Our collective fears after the 9/11 terrorist attacks were similar. That singular event, with its 3,000-person death toll and $10 billion cost in property and infrastructure damage, was way out of proportion to every other terrorist attack we have experienced in the history of our planet (although much less damaging than the annual death toll from automobiles, heart disease, or malaria). But instead of regarding it as a singular event unlikely to be repeated anytime soon, people decided it was the new normal. The truth is that the typical terrorist attack looks more like the Boston Marathon bombings: 3 people dead, 264 people injured, and not a lot of ancillary damage. Bathtubs, home appliances, and deer combined kill many more Americans per year on average than do terrorists. But while we seem to be coming out of our collective PTSD reaction to 9/11, we’re still much more fearful of terrorist threats than makes sense, given the actual risk. In general, people are very bad at assessing risk.

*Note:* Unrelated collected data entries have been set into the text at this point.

use std::sync::Arc;

use frontdesk_core::config::{AppConfig, ConfigError, LoadOptions};
use frontdesk_db::repositories::{SqlTaskEventRepository, SqlTaskRepository};
use frontdesk_db::{connect_with_settings, migrations, DbPool, EventStore};
use thiserror::Error;
use tracing::info;

use crate::poll::{PollEngine, PollSettings};

pub struct Application {
    pub config: AppConfig,
    pub db_pool: DbPool,
    pub events: Arc<EventStore>,
    pub engine: Arc<PollEngine>,
}

#[derive(Debug, Error)]
pub enum BootstrapError {
    #[error(transparent)]
    Config(#[from] ConfigError),
    #[error("database connection failed: {0}")]
    DatabaseConnect(#[source] sqlx::Error),
    #[error("database migration failed: {0}")]
    Migration(#[source] sqlx::migrate::MigrateError),
}

pub async fn bootstrap(options: LoadOptions) -> Result<Application, BootstrapError> {
    let config = AppConfig::load(options)?;
    bootstrap_with_config(config).await
}

pub async fn bootstrap_with_config(config: AppConfig) -> Result<Application, BootstrapError> {
    info!(event_name = "system.bootstrap.start", "starting application bootstrap");

    let db_pool = connect_with_settings(
        &config.database.url,
        config.database.max_connections,
        config.database.timeout_secs,
    )
    .await
    .map_err(BootstrapError::DatabaseConnect)?;
    info!(event_name = "system.bootstrap.database_connected", "database connection established");

    migrations::run_pending(&db_pool).await.map_err(BootstrapError::Migration)?;
    info!(event_name = "system.bootstrap.migrations_applied", "database migrations applied");

    let events = Arc::new(if config.events.durable {
        EventStore::durable(
            Arc::new(SqlTaskEventRepository::new(db_pool.clone())),
            config.events.memory_capacity,
        )
    } else {
        EventStore::in_memory(config.events.memory_capacity)
    });
    info!(
        event_name = "system.bootstrap.event_store_mode",
        mode = if events.is_durable() { "durable" } else { "memory" },
        "event store initialized"
    );

    let engine = Arc::new(PollEngine::new(
        events.clone(),
        Arc::new(SqlTaskRepository::new(db_pool.clone())),
        PollSettings::from_config(&config.events),
    ));

    Ok(Application { config, db_pool, events, engine })
}

#[cfg(test)]
mod tests {
    use frontdesk_core::config::{ConfigOverrides, LoadOptions};
    use frontdesk_core::cursor::Cursor;
    use frontdesk_core::domain::event::{TaskEventKind, TenantId};

    use crate::bootstrap::bootstrap;

    fn options(database_url: &str, durable: bool) -> LoadOptions {
        LoadOptions {
            overrides: ConfigOverrides {
                database_url: Some(database_url.to_string()),
                events_durable: Some(durable),
                ..ConfigOverrides::default()
            },
            ..LoadOptions::default()
        }
    }

    #[tokio::test]
    async fn bootstrap_prepares_schema_and_durable_event_store() {
        let app = bootstrap(options("sqlite::memory:?cache=shared", true))
            .await
            .expect("bootstrap should succeed");

        let (table_count,): (i64,) = sqlx::query_as(
            "SELECT COUNT(*) FROM sqlite_master \
             WHERE type = 'table' AND name IN ('task', 'task_event', 'call_record', 'subscription')",
        )
        .fetch_one(&app.db_pool)
        .await
        .expect("expected baseline tables to be available after bootstrap");
        assert_eq!(table_count, 4, "bootstrap should expose the baseline event-path tables");

        assert!(app.events.is_durable());

        // The publish -> poll path works end to end on a fresh bootstrap.
        let tenant = TenantId("acme-dental".to_string());
        let before = Cursor::at(chrono::Utc::now() - chrono::Duration::seconds(1));
        app.events
            .publish(&tenant, TaskEventKind::Created, "task-1", serde_json::json!({}))
            .await
            .expect("publish");
        let outcome = app.engine.poll(&tenant, Some(before), 0).await;
        assert_eq!(outcome.events.len(), 1);

        app.db_pool.close().await;
    }

    #[tokio::test]
    async fn bootstrap_honors_the_memory_only_event_mode() {
        let app = bootstrap(options("sqlite::memory:", false))
            .await
            .expect("bootstrap should succeed");

        assert!(!app.events.is_durable());
        app.db_pool.close().await;
    }
}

For years, I have been writing about what I call “movie-plot threats”: security threats so outlandish that, while they make great movie plots, are so unlikely that we shouldn’t waste time worrying about them. I coined the term in 2005 to poke fun at all the scary, overly specific terrorism stories the media was peddling: terrorists with scuba gear, terrorists dispersing anthrax from crop dusters, terrorists contaminating the milk supply. My point was twofold. One: we are a species of storytellers, and detailed stories evoke a fear in us that general discussions of terrorism don’t. And two: it makes no sense to defend against specific plots; instead, we should focus more on general security measures that work against any plot. With respect to terrorism, that’s intelligence, investigation, and emergency response. Smart security measures will be different for other threats.
It’s easy to discount the more extreme scenarios in this chapter as movie-plot threats. Individually, some of them probably are. But collectively, these are classes of threat that have precursors in the past and will become more common in the future. Some of them are happening now, to a varying degree of frequency. And while I certainly have the details wrong, the broad outlines are correct. As with fighting terrorism, our goal isn’t to play whack-a-mole and stop a few particularly salient threats, but to design systems from the start that are less likely to be successfully attacked.